Our sons have had some of the most amazing friends through their school years and subsequently into adulthood.  My husband and I, and the boys, have watched each one of them move on to college, jobs, and now, the normal path of engagements, weddings and now, babies.  We are elated at their joy and success and we celebrate with them….but at the same time, I look around and see our life not changing and I am once again hopping backward.

This morning, my calendar glared at me with the reminder that it was time to file the annual guardianship papers on one of the boys—a task that I loathe, but at the same time, I am thankful to have as an option. The forms beckoned me with questions like, “Who currently supervises the Ward (my son) on a daily basis?” or “Please describe in details the current mental condition of the ward.”  On any other given day I might just busily go about filling in the questions I am so familiar with giving no regard to the emotional ramifications….but, today it hit me hard. Another reminder of our path.

I needed a break from the paperwork so I dragged myself into the shower, trying to take a deep breath and swallow away the lump in my throat.  I rotated the faucet and put my face directly under the spray so that I could feel the hot rush of water run over my head.  It was peaceful and soothing.  I relished the solitude and quiet.  It gave me some time to gain perspective on the feelings I was having.  I needed that.  I find that perspective is often my best teacher.
I finished getting myself together and returned to my computer to finish the dreaded chore that continued to beckon my attention.  There is no delaying the chore since a delay would mean receiving a “nasty gram” from the court system stating that I was tardy in submitting the form, and I didn’t ever want to be late.

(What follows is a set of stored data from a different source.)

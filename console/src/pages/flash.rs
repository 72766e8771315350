//! Action feedback shown once on the next render of a view

use std::collections::HashMap;
use std::sync::Mutex;

use crate::components::html::{inline_error, inline_success};

#[derive(Debug, Clone, Copy, PartialEq, Eq)]
pub enum FlashKind {
    Success,
    Error,
}

#[derive(Debug, Clone, PartialEq, Eq)]
pub struct Flash {
    pub kind: FlashKind,
    pub message: String,
}

impl Flash {
    pub fn success(message: impl Into<String>) -> Self {
        Self {
            kind: FlashKind::Success,
            message: message.into(),
        }
    }

    pub fn error(message: impl Into<String>) -> Self {
        Self {
            kind: FlashKind::Error,
            message: message.into(),
        }
    }

    pub fn render(&self) -> String {
        match self.kind {
            FlashKind::Success => inline_success(Some(&self.message)),
            FlashKind::Error => inline_error(Some(&self.message)),
        }
    }
}

pub fn render_all(flashes: &[Flash]) -> String {
    flashes.iter().map(Flash::render).collect()
}

/// Pending feedback keyed by view path
#[derive(Default)]
pub struct FlashBoard {
    entries: Mutex<HashMap<String, Vec<Flash>>>,
}

impl FlashBoard {
    pub fn new() -> Self {
        Self::default()
    }

    /// Replace the feedback of a view
    pub fn post(&self, path: &str, flash: Flash) {
        let mut entries = self.entries.lock().unwrap_or_else(|e| e.into_inner());
        entries.insert(path.to_string(), vec![flash]);
    }

    pub fn take(&self, path: &str) -> Vec<Flash> {
        let mut entries = self.entries.lock().unwrap_or_else(|e| e.into_inner());
        entries.remove(path).unwrap_or_default()
    }

    pub fn clear(&self) {
        let mut entries = self.entries.lock().unwrap_or_else(|e| e.into_inner());
        entries.clear();
    }
}

#[cfg(test)]
mod tests {
    use super::*;

    #[test]
    fn test_flash_is_shown_once() {
        let board = FlashBoard::new();
        board.post("/deployments", Flash::error("Falha ao cancelar deployment"));
        board.post("/deployments", Flash::success("Deployment abc cancelado com sucesso."));

        let flashes = board.take("/deployments");
        assert_eq!(flashes, vec![Flash::success("Deployment abc cancelado com sucesso.")]);
        assert!(board.take("/deployments").is_empty());
        assert!(board.take("/devices").is_empty());
    }
}
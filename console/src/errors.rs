//! Error types for the Harbor console

use thiserror::Error;

use crate::http::client::ApiError;

/// Main error type for the Harbor console
#[derive(Error, Debug)]
pub enum ConsoleError {
    #[error("IO error: {0}")]
    IoError(#[from] std::io::Error),

    #[error("JSON error: {0}")]
    JsonError(#[from] serde_json::Error),

    #[error(transparent)]
    ApiError(#[from] ApiError),

    #[error("Authentication error: {0}")]
    AuthError(String),

    #[error("Token error: {0}")]
    TokenError(String),

    #[error("Storage error: {0}")]
    StorageError(String),

    #[error("Server error: {0}")]
    ServerError(String),

    #[error("Shutdown error: {0}")]
    ShutdownError(String),

    #[error("Configuration error: {0}")]
    ConfigError(String),

    #[error("Internal error: {0}")]
    Internal(String),
}

impl From<anyhow::Error> for ConsoleError {
    fn from(err: anyhow::Error) -> Self {
        ConsoleError::Internal(err.to_string())
    }
}
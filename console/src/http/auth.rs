//! Management authentication API

use http::Method;
use openapi_client::TokenResponse;
use secrecy::{ExposeSecret, SecretString};

use crate::http::client::{decode_required, ApiError, HttpClient, RequestOptions};

/// Operator credentials submitted on the login form
#[derive(Debug, Clone)]
pub struct Credentials {
    pub email: String,
    pub password: SecretString,
}

impl Credentials {
    pub fn new(email: impl Into<String>, password: impl Into<String>) -> Self {
        Self {
            email: email.into(),
            password: SecretString::from(password.into()),
        }
    }
}

impl HttpClient {
    /// Exchange credentials for a management token
    pub async fn login(&self, credentials: &Credentials) -> Result<TokenResponse, ApiError> {
        let body = serde_json::json!({
            "email": credentials.email,
            "password": credentials.password.expose_secret(),
        });
        let options = RequestOptions::default()
            .with_method(Method::POST)
            .with_json(body);
        decode_required(self.request("/management/auth/login", options).await?)
    }

    /// Exchange a still-valid token for a fresh one
    pub async fn refresh_token(&self, token: &str) -> Result<TokenResponse, ApiError> {
        let options = RequestOptions::get(token).with_method(Method::POST);
        decode_required(self.request("/management/auth/refresh", options).await?)
    }
}
//! Management API seam used by the session store and the views

use async_trait::async_trait;
use openapi_client::{
    AuditEntry, Deployment, DeploymentDevice, DeploymentStats, Device, DeviceCounts, DeviceStatus,
    Paginated, TokenResponse,
};

use crate::http::audit::AuditListParams;
use crate::http::auth::Credentials;
use crate::http::client::{ApiError, HttpClient};
use crate::http::deployments::DeploymentListParams;
use crate::http::devices::DeviceListParams;

/// Every backend capability the console relies on
#[async_trait]
pub trait ManagementApi: Send + Sync {
    async fn login(&self, credentials: &Credentials) -> Result<TokenResponse, ApiError>;

    async fn refresh_token(&self, token: &str) -> Result<TokenResponse, ApiError>;

    async fn device_counts(&self, token: &str) -> Result<DeviceCounts, ApiError>;

    async fn list_devices(
        &self,
        token: &str,
        params: &DeviceListParams,
    ) -> Result<Paginated<Device>, ApiError>;

    async fn get_device(&self, token: &str, id: &str) -> Result<Device, ApiError>;

    async fn update_device_status(
        &self,
        token: &str,
        id: &str,
        status: DeviceStatus,
    ) -> Result<(), ApiError>;

    async fn list_deployments(
        &self,
        token: &str,
        params: &DeploymentListParams,
    ) -> Result<Paginated<Deployment>, ApiError>;

    async fn get_deployment(&self, token: &str, id: &str) -> Result<Deployment, ApiError>;

    async fn deployment_devices(
        &self,
        token: &str,
        id: &str,
    ) -> Result<Vec<DeploymentDevice>, ApiError>;

    async fn deployment_stats(&self, token: &str) -> Result<DeploymentStats, ApiError>;

    async fn cancel_deployment(&self, token: &str, id: &str) -> Result<(), ApiError>;

    async fn list_audit(
        &self,
        token: &str,
        params: &AuditListParams,
    ) -> Result<Paginated<AuditEntry>, ApiError>;
}

#[async_trait]
impl ManagementApi for HttpClient {
    async fn login(&self, credentials: &Credentials) -> Result<TokenResponse, ApiError> {
        HttpClient::login(self, credentials).await
    }

    async fn refresh_token(&self, token: &str) -> Result<TokenResponse, ApiError> {
        HttpClient::refresh_token(self, token).await
    }

    async fn device_counts(&self, token: &str) -> Result<DeviceCounts, ApiError> {
        HttpClient::device_counts(self, token).await
    }

    async fn list_devices(
        &self,
        token: &str,
        params: &DeviceListParams,
    ) -> Result<Paginated<Device>, ApiError> {
        HttpClient::list_devices(self, token, params).await
    }

    async fn get_device(&self, token: &str, id: &str) -> Result<Device, ApiError> {
        HttpClient::get_device(self, token, id).await
    }

    async fn update_device_status(
        &self,
        token: &str,
        id: &str,
        status: DeviceStatus,
    ) -> Result<(), ApiError> {
        HttpClient::update_device_status(self, token, id, status).await
    }

    async fn list_deployments(
        &self,
        token: &str,
        params: &DeploymentListParams,
    ) -> Result<Paginated<Deployment>, ApiError> {
        HttpClient::list_deployments(self, token, params).await
    }

    async fn get_deployment(&self, token: &str, id: &str) -> Result<Deployment, ApiError> {
        HttpClient::get_deployment(self, token, id).await
    }

    async fn deployment_devices(
        &self,
        token: &str,
        id: &str,
    ) -> Result<Vec<DeploymentDevice>, ApiError> {
        HttpClient::deployment_devices(self, token, id).await
    }

    async fn deployment_stats(&self, token: &str) -> Result<DeploymentStats, ApiError> {
        HttpClient::deployment_stats(self, token).await
    }

    async fn cancel_deployment(&self, token: &str, id: &str) -> Result<(), ApiError> {
        HttpClient::cancel_deployment(self, token, id).await
    }

    async fn list_audit(
        &self,
        token: &str,
        params: &AuditListParams,
    ) -> Result<Paginated<AuditEntry>, ApiError> {
        HttpClient::list_audit(self, token, params).await
    }
}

It’s something I loathe more than the task itself.

I decided to take a peek at Facebook as a momentary diversion to see what my friends were doing. They had to be up to something better than I was, I told myself.  As I quickly glanced through the news feed, I came upon one of those memes that I typically scroll past, but this one caused me to pause….then to think and reflect.

This was just the perspective I needed at that moment.  Mind you, I am keenly aware that my life is full of blessings. I am constantly thankful that my sons have taught me lessons that I would surely never have learned had it not been for their disability. I have a Saint for a husband that puts up with my every whim or mood or ridiculous desire. I am capable of many things and have many friends that love me.  Every person has one challenge or another and mine is no more difficult.

I am reminded that no life is perfect, but that it’s our response to those challenges that makes us the person that we are.  So, I will continue to do my part to make my family’s life a series of experiences. I will strive to make memories to last for whatever life we have left together. This shall be my path.